Wir schlichen uns irgendwann wieder von dannen, den nächsten Bus zurück wollten wir auf keinen Fall verpassen. Beim Gang durch die Seitenstraße zurück zur Hauptstraße stießen wir bereits auf das Ortsende-Schild. Hier ging es nahtlos in den Ort Averlak über. Und dort stehen Wegweiser mit solchen Namen:

Deutsche Namen: Taterphal, Eddelak, Kudensee
Der Bus zurück kam pünktlich. Der freundliche Busfahrer erklärte mir auf Befragen, dass es für uns besser sei, am ZOB in Brunsbüttel umzusteigen anstatt in Westerbüttel, wie auf dem Hinweg. In Westerbüttel (siehe oben: JWD) hätten wir 21 Minuten Zeit zum Umsteigen gehabt. Wir fuhren weiter bis zum ZOB, um dort festzustellen, dass der Bus nach Itzehoe vor 5 Minuten weggefahren war. Wir hatten also fast eine Stunde Zeit. Toll.

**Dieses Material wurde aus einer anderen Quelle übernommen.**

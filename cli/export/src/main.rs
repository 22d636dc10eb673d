//! px-export CLI
//!
//! Parallel export of the partitions under an S3 prefix.

use clap::Parser;
use std::time::Instant;
use tracing::info;

mod args;
mod run;

use args::Cli;

#[tokio::main]
async fn main() -> anyhow::Result<()> {
    let args = Cli::parse();

    // Logs go to stderr
    run::init_logging(args.log_level)?;

    let started = Instant::now();
    let summary = run::execute(&args).await?;
    info!("Execution time: {:.2?}", started.elapsed());

    eprintln!();
    eprintln!("Export completed:");
    eprintln!("  Partitions found:     {}", summary.partitions_discovered);
    eprintln!("  Partitions skipped:   {}", summary.partitions_skipped);
    eprintln!("  Partitions exported:  {}", summary.partitions_completed);
    eprintln!("  Partitions partial:   {}", summary.partial_partitions.len());
    eprintln!("  Partitions failed:    {}", summary.failed_partitions.len());
    eprintln!("  Objects written:      {}", summary.entries_written);
    eprintln!("  Bytes listed:         {}", format_bytes(summary.bytes_listed));

    if let Some(duration) = summary.duration() {
        eprintln!(
            "  Duration:             {:.2}s",
            duration.num_milliseconds() as f64 / 1000.0
        );

        if let Some(eps) = summary.entries_per_second() {
            eprintln!("  Throughput:           {:.1} objects/sec", eps);
        }
    }

    if args.stats_json {
        eprintln!("{}", serde_json::to_string(&summary)?);
    }

    if summary.has_failures() {
        for partition in &summary.partial_partitions {
            eprintln!("  Partial: {}", partition);
        }
        for partition in &summary.failed_partitions {
            eprintln!("  Failed:  {}", partition);
        }
        if !summary.partial_partitions.is_empty() {
            eprintln!("Partial outputs are kept; re-run with --force to export them again.");
        }
        if !summary.failed_partitions.is_empty() {
            eprintln!("Failed partitions have no output; re-run to export them.");
        }
        std::process::exit(4); // Partial failure
    }

    Ok(())
}

/// Format bytes as human-readable string.
fn format_bytes(bytes: u64) -> String {
    const KB: u64 = 1024;
    const MB: u64 = KB * 1024;
    const GB: u64 = MB * 1024;
    const TB: u64 = GB * 1024;

    if bytes >= TB {
        format!("{:.2} TB", bytes as f64 / TB as f64)
    } else if bytes >= GB {
        format!("{:.2} GB", bytes as f64 / GB as f64)
    } else if bytes >= MB {
        format!("{:.2} MB", bytes as f64 / MB as f64)
    } else if bytes >= KB {
        format!("{:.2} KB", bytes as f64 / KB as f64)
    } else {
        format!("{} bytes", bytes)
    }
}
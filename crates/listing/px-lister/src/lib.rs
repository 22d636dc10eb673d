//! px-lister - object store listing for prefix-export.
//!
//! This crate provides the listing capability used by both the shallow
//! discovery pass and the per-partition deep traversal:
//!
//! - [`ObjectLister`] - paginated enumeration of a bucket/prefix
//! - [`EntryConsumer`] - the sink a listing pushes each entry into
//! - [`S3Lister`] - `ListObjectsV2` implementation with page caps and retry
//! - [`InMemoryLister`] - deterministic provider for local runs and tests
//!
//! # Example
//!
//! ```ignore
//! use px_lister::{EntryCollector, ObjectLister, S3Config, S3Lister, create_s3_client};
//! use px_types::{ListRequest, Pagination};
//!
//! let client = create_s3_client(&S3Config::new("us-east-1")).await?;
//! let lister = S3Lister::new(client);
//!
//! let request = ListRequest::new("my-bucket", "exports/")
//!     .with_delimiter("/")
//!     .with_pagination(Pagination::new(1000, 1));
//!
//! let mut collector = EntryCollector::new();
//! let summary = lister.list(&request, &mut collector).await?;
//! eprintln!("{} entries over {} pages", collector.len(), summary.pages);
//! ```

pub mod consumer;
pub mod lister;
pub mod memory;
pub mod s3;

pub use consumer::{EntryCollector, EntryConsumer};
pub use lister::{ListSummary, ObjectLister};
pub use memory::InMemoryLister;
pub use s3::{
    DEFAULT_OPERATION_TIMEOUT, ErrorClassification, RetryConfig, S3Config, S3Lister,
    StaticCredentials, classify_response, classify_sdk_error, create_s3_client, with_retry,
};
//! Listing request parameters.

use serde::{Deserialize, Serialize};

/// Largest page the object store will return.
pub const MAX_KEYS_LIMIT: i32 = 1000;

/// Page and key caps for one listing call.
///
/// Shallow discovery and deep traversal each get their own value, so a
/// listing never depends on state left behind by another one.
#[derive(Debug, Clone, Copy, PartialEq, Eq, Serialize, Deserialize)]
pub struct Pagination {
    /// Keys requested per page (1..=1000)
    pub max_keys: i32,

    /// Maximum pages to fetch (0 = unlimited)
    pub max_pages: usize,
}

impl Default for Pagination {
    fn default() -> Self {
        Self {
            max_keys: MAX_KEYS_LIMIT,
            max_pages: 0,
        }
    }
}

impl Pagination {
    pub fn new(max_keys: i32, max_pages: usize) -> Self {
        Self {
            max_keys,
            max_pages,
        }
    }

    /// Unbounded pagination with full-size pages.
    pub fn unbounded() -> Self {
        Self::default()
    }

    /// Whether page number `page` (1-based) may still be requested.
    pub fn allows_page(&self, page: usize) -> bool {
        self.max_pages == 0 || page <= self.max_pages
    }

    /// Page size clamped to what the provider accepts.
    pub fn page_size(&self) -> i32 {
        self.max_keys.clamp(1, MAX_KEYS_LIMIT)
    }

    pub fn validate(&self) -> Result<(), String> {
        if !(1..=MAX_KEYS_LIMIT).contains(&self.max_keys) {
            return Err(format!(
                "max_keys must be in 1..={MAX_KEYS_LIMIT}, got {}",
                self.max_keys
            ));
        }
        Ok(())
    }
}

/// Parameters of a single listing call.
#[derive(Debug, Clone, PartialEq, Eq, Serialize, Deserialize)]
pub struct ListRequest {
    pub bucket: String,

    /// Key prefix to list under (empty = whole bucket)
    pub prefix: String,

    /// Hierarchy delimiter; when set, common prefixes are reported as entries
    pub delimiter: Option<String>,

    pub pagination: Pagination,
}

impl ListRequest {
    /// A deep, ungrouped listing.
    pub fn new(bucket: impl Into<String>, prefix: impl Into<String>) -> Self {
        Self {
            bucket: bucket.into(),
            prefix: prefix.into(),
            delimiter: None,
            pagination: Pagination::default(),
        }
    }

    pub fn with_delimiter(mut self, delimiter: impl Into<String>) -> Self {
        self.delimiter = Some(delimiter.into());
        self
    }

    pub fn with_pagination(mut self, pagination: Pagination) -> Self {
        self.pagination = pagination;
        self
    }

    /// Whether common prefixes should be reported.
    pub fn is_grouped(&self) -> bool {
        self.delimiter.as_deref().is_some_and(|d| !d.is_empty())
    }
}
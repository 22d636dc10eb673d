//! S3 client construction.

use aws_config::timeout::TimeoutConfig;
use aws_config::{BehaviorVersion, Region};
use aws_sdk_s3::Client;
use aws_sdk_s3::config::Credentials;
use px_error::Result;
use std::fmt;
use std::time::Duration;

/// Bound on one `ListObjectsV2` call when none is configured.
pub const DEFAULT_OPERATION_TIMEOUT: Duration = Duration::from_secs(30);

/// Connection settings for the listing client.
///
/// Optional settings are plain fields, set with struct update syntax:
/// `S3Config { profile: Some(name), ..S3Config::new(region) }`.
#[derive(Debug, Clone, PartialEq, Eq)]
pub struct S3Config {
    pub region: String,

    /// Custom endpoint such as LocalStack; switches to path-style addressing
    pub endpoint: Option<String>,

    /// Used instead of the default provider chain when set
    pub credentials: Option<StaticCredentials>,

    pub profile: Option<String>,

    pub operation_timeout: Duration,
}

impl S3Config {
    pub fn new(region: impl Into<String>) -> Self {
        Self {
            region: region.into(),
            endpoint: None,
            credentials: None,
            profile: None,
            operation_timeout: DEFAULT_OPERATION_TIMEOUT,
        }
    }
}

/// Access key pair given on the command line or environment.
#[derive(Clone, PartialEq, Eq)]
pub struct StaticCredentials {
    pub access_key_id: String,
    pub secret_access_key: String,
}

impl StaticCredentials {
    pub fn new(access_key_id: impl Into<String>, secret_access_key: impl Into<String>) -> Self {
        Self {
            access_key_id: access_key_id.into(),
            secret_access_key: secret_access_key.into(),
        }
    }
}

impl fmt::Debug for StaticCredentials {
    fn fmt(&self, f: &mut fmt::Formatter<'_>) -> fmt::Result {
        f.debug_struct("StaticCredentials")
            .field("access_key_id", &self.access_key_id)
            .field("secret_access_key", &"** redacted **")
            .finish()
    }
}

/// Build the S3 client shared by every listing of a run.
pub async fn create_s3_client(config: &S3Config) -> Result<Client> {
    let mut loader = aws_config::defaults(BehaviorVersion::latest())
        .region(Region::new(config.region.clone()))
        .timeout_config(
            TimeoutConfig::builder()
                .operation_timeout(config.operation_timeout)
                .build(),
        );

    if let Some(profile) = &config.profile {
        loader = loader.profile_name(profile);
    }

    if let Some(keys) = &config.credentials {
        loader = loader.credentials_provider(Credentials::new(
            &keys.access_key_id,
            &keys.secret_access_key,
            None,
            None,
            "px-export-static",
        ));
    }

    let shared = loader.load().await;
    let mut builder = aws_sdk_s3::config::Builder::from(&shared);
    if let Some(endpoint) = &config.endpoint {
        builder = builder.endpoint_url(endpoint).force_path_style(true);
    }

    Ok(Client::from_conf(builder.build()))
}
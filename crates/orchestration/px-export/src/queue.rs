//! Bounded job queue shared by the producer and all workers.
//!
//! A single-consumer tokio channel made multi-consumer by sharing the
//! receiver behind an async mutex. Each job is delivered to exactly one
//! worker; once the sender is closed and the buffer drained, every
//! receiver observes `None`.

use px_error::{ExportError, Result};
use std::sync::Arc;
use tokio::sync::{Mutex, mpsc};
use tracing::debug;

use crate::job::TraversalJob;

/// Create a job queue holding at most `capacity` pending jobs.
pub fn job_queue(capacity: usize) -> (JobSender, JobReceiver) {
    let (tx, rx) = mpsc::channel(capacity.max(1));
    (
        JobSender { tx },
        JobReceiver {
            rx: Arc::new(Mutex::new(rx)),
        },
    )
}

/// Producer side of the job queue.
#[derive(Debug)]
pub struct JobSender {
    tx: mpsc::Sender<TraversalJob>,
}

impl JobSender {
    /// Enqueue a job, waiting while the queue is full.
    ///
    /// Fails once every receiver is gone.
    pub async fn send(&self, job: TraversalJob) -> Result<()> {
        self.tx.send(job).await.map_err(|e| {
            ExportError::Queue(format!(
                "no workers left to take partition {}",
                e.0.partition_id
            ))
        })
    }

    /// Close the queue. Workers drain what is buffered, then finish.
    pub fn close(self) {
        debug!("Closing job queue");
        drop(self.tx);
    }
}

/// Worker side of the job queue. Clones share the same queue.
#[derive(Debug, Clone)]
pub struct JobReceiver {
    rx: Arc<Mutex<mpsc::Receiver<TraversalJob>>>,
}

impl JobReceiver {
    /// Take the next job, or `None` once the queue is closed and drained.
    pub async fn recv(&self) -> Option<TraversalJob> {
        self.rx.lock().await.recv().await
    }
}
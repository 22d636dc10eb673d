//! Partition discovery and job dispatch.

use px_lister::{EntryCollector, ObjectLister};
use px_types::{Entry, ListRequest, partition_id};
use serde::{Deserialize, Serialize};
use std::sync::Arc;
use tokio_util::sync::CancellationToken;
use tracing::{debug, info, warn};

use crate::config::ExportConfig;
use crate::job::TraversalJob;
use crate::queue::JobSender;
use crate::sink::{OpenMode, OutputTarget};
use crate::stats::ExportStats;

/// What the producer did with the shallow listing.
#[derive(Debug, Clone, Copy, Default, PartialEq, Eq, Serialize, Deserialize)]
pub struct ProducerSummary {
    /// Prefixes returned by the shallow pass
    pub partitions_found: usize,

    /// Partitions whose output already existed
    pub skipped_existing: usize,

    /// Prefixes without a usable partition id
    pub skipped_invalid: usize,

    /// Jobs enqueued
    pub dispatched: usize,

    /// Objects directly under the root prefix
    pub root_objects: usize,
}

/// Lists the root prefix once and enqueues one job per partition.
pub struct Producer {
    lister: Arc<dyn ObjectLister>,
    config: Arc<ExportConfig>,
    stats: Arc<ExportStats>,
    cancel: CancellationToken,
}

impl Producer {
    pub fn new(
        lister: Arc<dyn ObjectLister>,
        config: Arc<ExportConfig>,
        stats: Arc<ExportStats>,
        cancel: CancellationToken,
    ) -> Self {
        Self {
            lister,
            config,
            stats,
            cancel,
        }
    }

    /// Grouped listing of the root prefix.
    pub fn shallow_request(&self) -> ListRequest {
        ListRequest::new(&self.config.bucket, &self.config.root_prefix)
            .with_delimiter(&self.config.delimiter)
            .with_pagination(self.config.shallow)
    }

    /// Build the traversal job for a discovered prefix.
    ///
    /// Returns `None` when the prefix has no usable partition id.
    pub fn job_for(&self, prefix_key: &str) -> Option<TraversalJob> {
        let id = partition_id(prefix_key, &self.config.delimiter)?;
        let output =
            OutputTarget::for_partition(&self.config.output_dir, &self.config.output_prefix, &id);
        let request = ListRequest::new(&self.config.bucket, prefix_key)
            .with_pagination(self.config.deep);
        let open_mode = if self.config.force {
            OpenMode::Truncate
        } else {
            OpenMode::Append
        };
        Some(TraversalJob::new(id, request, output, open_mode))
    }

    /// Discover partitions and dispatch their jobs.
    ///
    /// A failed shallow listing dispatches whatever was discovered before the
    /// failure. Dispatch stops early when the run is cancelled or no worker
    /// is left to take jobs. The queue is closed on every return path.
    pub async fn run(self, queue: JobSender) -> ProducerSummary {
        info!(
            bucket = %self.config.bucket,
            prefix = %self.config.root_prefix,
            "Starting producer"
        );

        let mut collector = EntryCollector::new();
        if let Err(e) = self.lister.list(&self.shallow_request(), &mut collector).await {
            warn!(
                error = %e,
                discovered = collector.len(),
                "Shallow listing failed, dispatching what was discovered"
            );
        }
        info!("Found {} entries under root prefix", collector.len());

        let mut summary = ProducerSummary::default();

        for entry in collector.into_entries() {
            let key = match entry {
                Entry::Prefix { key, .. } => key,
                Entry::Object { key, .. } => {
                    debug!(key = %key, "Skipping object under root prefix");
                    summary.root_objects += 1;
                    self.stats.record_root_object();
                    continue;
                }
            };

            summary.partitions_found += 1;
            self.stats.record_discovered();

            let Some(job) = self.job_for(&key) else {
                warn!(prefix = %key, "Prefix has no usable partition id, skipping");
                summary.skipped_invalid += 1;
                self.stats.record_invalid();
                continue;
            };

            if !self.config.force {
                match job.output.exists().await {
                    Ok(false) => {}
                    Ok(true) => {
                        info!(
                            partition = %job.partition_id,
                            "{} file already exists, skipping",
                            job.output.path().display()
                        );
                        summary.skipped_existing += 1;
                        self.stats.record_skipped();
                        continue;
                    }
                    Err(e) => {
                        warn!(
                            partition = %job.partition_id,
                            error = %e,
                            "Cannot check output file, skipping"
                        );
                        summary.skipped_existing += 1;
                        self.stats.record_skipped();
                        continue;
                    }
                }
            }

            let partition = job.partition_id.clone();
            let sent = tokio::select! {
                biased;
                _ = self.cancel.cancelled() => {
                    info!("Run cancelled, stopping dispatch");
                    false
                }
                result = queue.send(job) => match result {
                    Ok(()) => true,
                    Err(e) => {
                        warn!(error = %e, "Stopping dispatch");
                        false
                    }
                },
            };
            if !sent {
                break;
            }

            debug!(partition = %partition, "Dispatched partition");
            summary.dispatched += 1;
            self.stats.record_dispatched();
        }

        queue.close();
        info!(
            dispatched = summary.dispatched,
            skipped = summary.skipped_existing,
            "Finished producer"
        );
        summary
    }
}
//! Statistics for export runs.

use chrono::{DateTime, Duration, Utc};
use parking_lot::Mutex;
use serde::{Deserialize, Serialize};
use std::sync::atomic::{AtomicU64, Ordering};

/// Statistics collected during an export run.
///
/// Shared between the producer and every worker; counters are updated
/// concurrently without locking. Partition name lists sit behind a mutex
/// since they only grow on failures.
#[derive(Debug, Default)]
pub struct ExportStats {
    started_at: Option<DateTime<Utc>>,

    /// Prefixes returned by the shallow pass
    partitions_discovered: AtomicU64,

    /// Partitions whose output already existed
    partitions_skipped: AtomicU64,

    /// Prefixes that do not yield a usable partition id
    partitions_invalid: AtomicU64,

    /// Jobs handed to the queue
    partitions_dispatched: AtomicU64,

    /// Jobs that listed the whole partition
    partitions_completed: AtomicU64,

    /// Objects directly under the root prefix (not exported)
    root_objects: AtomicU64,

    /// Records written across all outputs
    entries_written: AtomicU64,

    /// Total object size across all outputs
    bytes_listed: AtomicU64,

    /// Listing pages fetched by workers
    pages_listed: AtomicU64,

    /// Partitions whose listing ended early
    partial: Mutex<Vec<String>>,

    /// Partitions whose output could not be written
    failed: Mutex<Vec<String>>,
}

impl ExportStats {
    /// Create a new stats tracker with the current time as start time.
    pub fn new() -> Self {
        Self {
            started_at: Some(Utc::now()),
            ..Default::default()
        }
    }

    pub fn record_discovered(&self) {
        self.partitions_discovered.fetch_add(1, Ordering::Relaxed);
    }

    pub fn record_skipped(&self) {
        self.partitions_skipped.fetch_add(1, Ordering::Relaxed);
    }

    pub fn record_invalid(&self) {
        self.partitions_invalid.fetch_add(1, Ordering::Relaxed);
    }

    pub fn record_dispatched(&self) {
        self.partitions_dispatched.fetch_add(1, Ordering::Relaxed);
    }

    pub fn record_root_object(&self) {
        self.root_objects.fetch_add(1, Ordering::Relaxed);
    }

    /// Record a partition that was listed in full.
    pub fn record_job_completed(&self, entries: u64, bytes: u64, pages: u64) {
        self.partitions_completed.fetch_add(1, Ordering::Relaxed);
        self.record_output(entries, bytes);
        self.pages_listed.fetch_add(pages, Ordering::Relaxed);
    }

    /// Record a partition whose listing stopped early; what was written stays.
    pub fn record_job_partial(&self, partition_id: &str, entries: u64, bytes: u64) {
        self.partial.lock().push(partition_id.to_string());
        self.record_output(entries, bytes);
    }

    /// Record a partition whose output could not be written.
    pub fn record_job_failed(&self, partition_id: &str) {
        self.failed.lock().push(partition_id.to_string());
    }

    fn record_output(&self, entries: u64, bytes: u64) {
        self.entries_written.fetch_add(entries, Ordering::Relaxed);
        self.bytes_listed.fetch_add(bytes, Ordering::Relaxed);
    }

    pub fn partitions_dispatched(&self) -> u64 {
        self.partitions_dispatched.load(Ordering::Relaxed)
    }

    pub fn partitions_completed(&self) -> u64 {
        self.partitions_completed.load(Ordering::Relaxed)
    }

    pub fn entries_written(&self) -> u64 {
        self.entries_written.load(Ordering::Relaxed)
    }

    /// Create a snapshot of the current statistics.
    pub fn snapshot(&self) -> ExportSummary {
        let mut partial = self.partial.lock().clone();
        let mut failed = self.failed.lock().clone();
        partial.sort();
        failed.sort();

        ExportSummary {
            started_at: self.started_at,
            completed_at: None,
            partitions_discovered: self.partitions_discovered.load(Ordering::Relaxed),
            partitions_skipped: self.partitions_skipped.load(Ordering::Relaxed),
            partitions_invalid: self.partitions_invalid.load(Ordering::Relaxed),
            partitions_dispatched: self.partitions_dispatched(),
            partitions_completed: self.partitions_completed(),
            root_objects: self.root_objects.load(Ordering::Relaxed),
            entries_written: self.entries_written(),
            bytes_listed: self.bytes_listed.load(Ordering::Relaxed),
            pages_listed: self.pages_listed.load(Ordering::Relaxed),
            partial_partitions: partial,
            failed_partitions: failed,
        }
    }
}

/// A serializable summary of an export run.
#[derive(Debug, Clone, Default, PartialEq, Serialize, Deserialize)]
pub struct ExportSummary {
    pub started_at: Option<DateTime<Utc>>,
    pub completed_at: Option<DateTime<Utc>>,
    pub partitions_discovered: u64,
    pub partitions_skipped: u64,
    pub partitions_invalid: u64,
    pub partitions_dispatched: u64,
    pub partitions_completed: u64,
    pub root_objects: u64,
    pub entries_written: u64,
    pub bytes_listed: u64,
    pub pages_listed: u64,
    /// Partitions whose output holds only part of the listing
    pub partial_partitions: Vec<String>,
    /// Partitions with no usable output
    pub failed_partitions: Vec<String>,
}

impl ExportSummary {
    /// Stamp the summary with the current time as completion time.
    pub fn completed(mut self) -> Self {
        self.completed_at = Some(Utc::now());
        self
    }

    /// Wall-clock duration of the run.
    pub fn duration(&self) -> Option<Duration> {
        match (self.started_at, self.completed_at) {
            (Some(start), Some(end)) => Some(end - start),
            _ => None,
        }
    }

    /// Whether any partition failed or ended up partial.
    pub fn has_failures(&self) -> bool {
        !self.partial_partitions.is_empty() || !self.failed_partitions.is_empty()
    }

    /// Records written per second over the whole run.
    pub fn entries_per_second(&self) -> Option<f64> {
        self.duration().map(|d| {
            let secs = d.num_milliseconds() as f64 / 1000.0;
            if secs > 0.0 {
                self.entries_written as f64 / secs
            } else {
                0.0
            }
        })
    }
}
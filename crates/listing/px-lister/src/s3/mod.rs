//! S3 client and listing functionality.
//!
//! This module provides the S3 side of the listing capability:
//! - Client configuration with LocalStack support
//! - Paginated `ListObjectsV2` listing with page caps and delimiter grouping
//! - Retry logic with exponential backoff

mod client;
mod list;
mod retry;

pub use client::{DEFAULT_OPERATION_TIMEOUT, S3Config, StaticCredentials, create_s3_client};
pub use list::S3Lister;
pub use retry::{
    ErrorClassification, RetryConfig, classify_response, classify_sdk_error, with_retry,
};
//! Traversal jobs.

use px_types::ListRequest;

use crate::sink::{OpenMode, OutputTarget};

/// Full listing of one partition into its output target.
#[derive(Debug, Clone, PartialEq, Eq)]
pub struct TraversalJob {
    /// Partition identifier (last segment of the discovered prefix)
    pub partition_id: String,

    /// Deep listing request: no delimiter, partition prefix
    pub request: ListRequest,

    pub output: OutputTarget,

    pub open_mode: OpenMode,
}

impl TraversalJob {
    pub fn new(
        partition_id: impl Into<String>,
        request: ListRequest,
        output: OutputTarget,
        open_mode: OpenMode,
    ) -> Self {
        Self {
            partition_id: partition_id.into(),
            request,
            output,
            open_mode,
        }
    }
}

Dadurch kamen wir in den Genuss eines langen Gesprächs mit einem sehr freundlichen älteren Herrn, der uns sowohl von seiner Herkunft aus Pommern bis zum Ableben seiner Ehefrau und seiner darauf folgenden Liaison mit einer Witwe aus Oberhausen als auch von einigen Eigenarten der Brunsbütteler Bevölkerung erzählte. Anschließend verbrachten wir die Wartezeit in einer kleinen Raucherkneipe mit Kiosk, der einzigen Möglichkeit, dem kalten Wind nicht ungeschützt ausgeliefert zu sein.

Und nun sitzen wir wieder in der warmen Gästewohnung und freuen uns darüber, einen schönen Tag erlebt zu haben.